Supervision is a way to ensure a computer service does not go out of service should a key component fail. The principle is rather simple: another computer or program continuously tracks whenever the critical process or program is running, and if it is not, that process will find the resources required to start it again.
This other process is called a supervisor, and is an essential component to any and all cloud applications.
A supervisor has for task to minimize the downtime of a critical service. For that it must also minimize its own downtime. For that here are two premises of making a supervised software:
- The supervisor software runs as far as possible from the software it is keeping track of
- The supervision system can restart the supervisor if it crashes
For the first one, that means that the supervisor runs in an independent process or on an independent computer or even in a different datacenter than the application. The second one means that the supervision system can be designed so that: you have multiple supervisors overseeing one another or a supervised process can order the restart of the supervisor if it were to not check for the process livelihood.

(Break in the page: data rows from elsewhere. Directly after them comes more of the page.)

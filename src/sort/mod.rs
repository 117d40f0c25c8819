pub(crate) mod compare;
pub(crate) mod merge;
/// Convenience result type used across spansort.
pub type SortResult<T> = Result<T, SortError>;

/// Top-level error taxonomy used by library APIs.
#[derive(thiserror::Error, Debug)]
pub enum SortError {
    /// Invalid user-provided configuration or mismatched inputs.
    #[error("validation error: {0}")]
    Validation(String),

    /// Image or mask data could not be decoded.
    #[error("decode error: {0}")]
    Decode(String),

    /// WAV input is malformed or unsupported.
    #[error("audio error: {0}")]
    Audio(String),

    /// Output frames or files could not be encoded.
    #[error("encode error: {0}")]
    Encode(String),

    /// Wrapped lower-level error from dependencies or IO.
    #[error(transparent)]
    Other(#[from] anyhow::Error),
}

impl SortError {
    /// Build a [`SortError::Validation`] value.
    pub fn validation(msg: impl Into<String>) -> Self {
        Self::Validation(msg.into())
    }

    /// Build a [`SortError::Decode`] value.
    pub fn decode(msg: impl Into<String>) -> Self {
        Self::Decode(msg.into())
    }

    /// Build a [`SortError::Audio`] value.
    pub fn audio(msg: impl Into<String>) -> Self {
        Self::Audio(msg.into())
    }

    /// Build a [`SortError::Encode`] value.
    pub fn encode(msg: impl Into<String>) -> Self {
        Self::Encode(msg.into())
    }
}

#[cfg(test)]
#[path = "../../tests/unit/foundation/error.rs"]
mod tests;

This type of process is useful in any form of cloud software, hence why SStorage, our encrypted cloud storage, uses it.
In Open-Telecom Platform
Open-Telecom Platform is a toolkit made by the Swedish telephone company Ericsson to handle their telephone line switches around 1995. This project was a work of Joe Armstrong, one of the fathers of modern distributed computing.

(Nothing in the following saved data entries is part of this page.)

use std::{fmt, str::FromStr};

use crate::foundation::error::SortError;

/// Straight-alpha RGBA8 pixel, the unit every stage reads and writes.
pub type Color = image::Rgba<u8>;

/// Owned 2-D RGBA8 grid; input and output of every pass.
pub type PixelBuffer = image::RgbaImage;

/// Widen a straight-alpha RGBA8 pixel to 16-bit alpha-premultiplied channels.
///
/// Each channel is replicated into both bytes (`c * 0x101`) and then scaled by alpha, so an
/// opaque channel `c` reads as `c * 257` and the low byte equals `c`.
pub fn wide_channels(px: Color) -> [u32; 4] {
    let [r, g, b, a] = px.0;
    let a = u32::from(a);
    let widen = |c: u8| -> u32 {
        let c = u32::from(c);
        ((c | (c << 8)) * a) / 0xff
    };
    [widen(r), widen(g), widen(b), a | (a << 8)]
}

/// Channel used to order two pixels.
#[derive(Clone, Copy, Debug, Default, PartialEq, Eq, serde::Serialize, serde::Deserialize)]
#[serde(rename_all = "lowercase")]
pub enum CompareKind {
    /// Mean of the wide red, green and blue channels.
    #[default]
    Mean,
    /// Wide red channel only.
    Red,
}

/// Direction of the sorted output within a span.
#[derive(Clone, Copy, Debug, Default, PartialEq, Eq, serde::Serialize, serde::Deserialize)]
#[serde(rename_all = "lowercase")]
pub enum SortOrder {
    /// Smallest key first.
    #[default]
    Ascending,
    /// Largest key first.
    Descending,
}

/// Screen direction spans are sorted toward.
#[derive(Clone, Copy, Debug, Default, PartialEq, Eq, serde::Serialize, serde::Deserialize)]
#[serde(rename_all = "lowercase")]
pub enum Direction {
    /// Left to right (the row engine's native direction).
    #[default]
    Right,
    /// Right to left.
    Left,
    /// Bottom to top.
    Up,
    /// Top to bottom.
    Down,
}

impl FromStr for Direction {
    type Err = SortError;

    fn from_str(s: &str) -> Result<Self, Self::Err> {
        match s.trim().to_ascii_lowercase().as_str() {
            "right" => Ok(Self::Right),
            "left" => Ok(Self::Left),
            "up" => Ok(Self::Up),
            "down" => Ok(Self::Down),
            other => Err(SortError::validation(format!(
                "unknown direction '{other}' (expected right, left, up or down)"
            ))),
        }
    }
}

impl fmt::Display for Direction {
    fn fmt(&self, f: &mut fmt::Formatter<'_>) -> fmt::Result {
        let s = match self {
            Self::Right => "right",
            Self::Left => "left",
            Self::Up => "up",
            Self::Down => "down",
        };
        f.write_str(s)
    }
}

#[cfg(test)]
#[path = "../../tests/unit/foundation/core.rs"]
mod tests;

The principle was that since any process can start another process on either a distant or local node. This means that supervision is easy to implement on this system: any node can easily ask another node to start a new service and properly guide whatever depends on the process.
In SStorage, the supervision is done with a set of supervisors that verify each others existence and are themselves managed by an automatically elected leader. The leader supervisor is responsible for managing the non-leader supervisors. Those are tasked with other tasks as well as with keeping up with the structure of processes currently running on the cluster.
This set of supervisors is named
d_system when it comes to SStorage.
Supevision systems are another component of reliable computer systems. It is a quite natural answer to a very common problem in computer science. They make our services highly available, and when there is downtime they make it as short as possible. This is part of what enables us nowadays to write a reliable end-to-end encrypted cloud storage.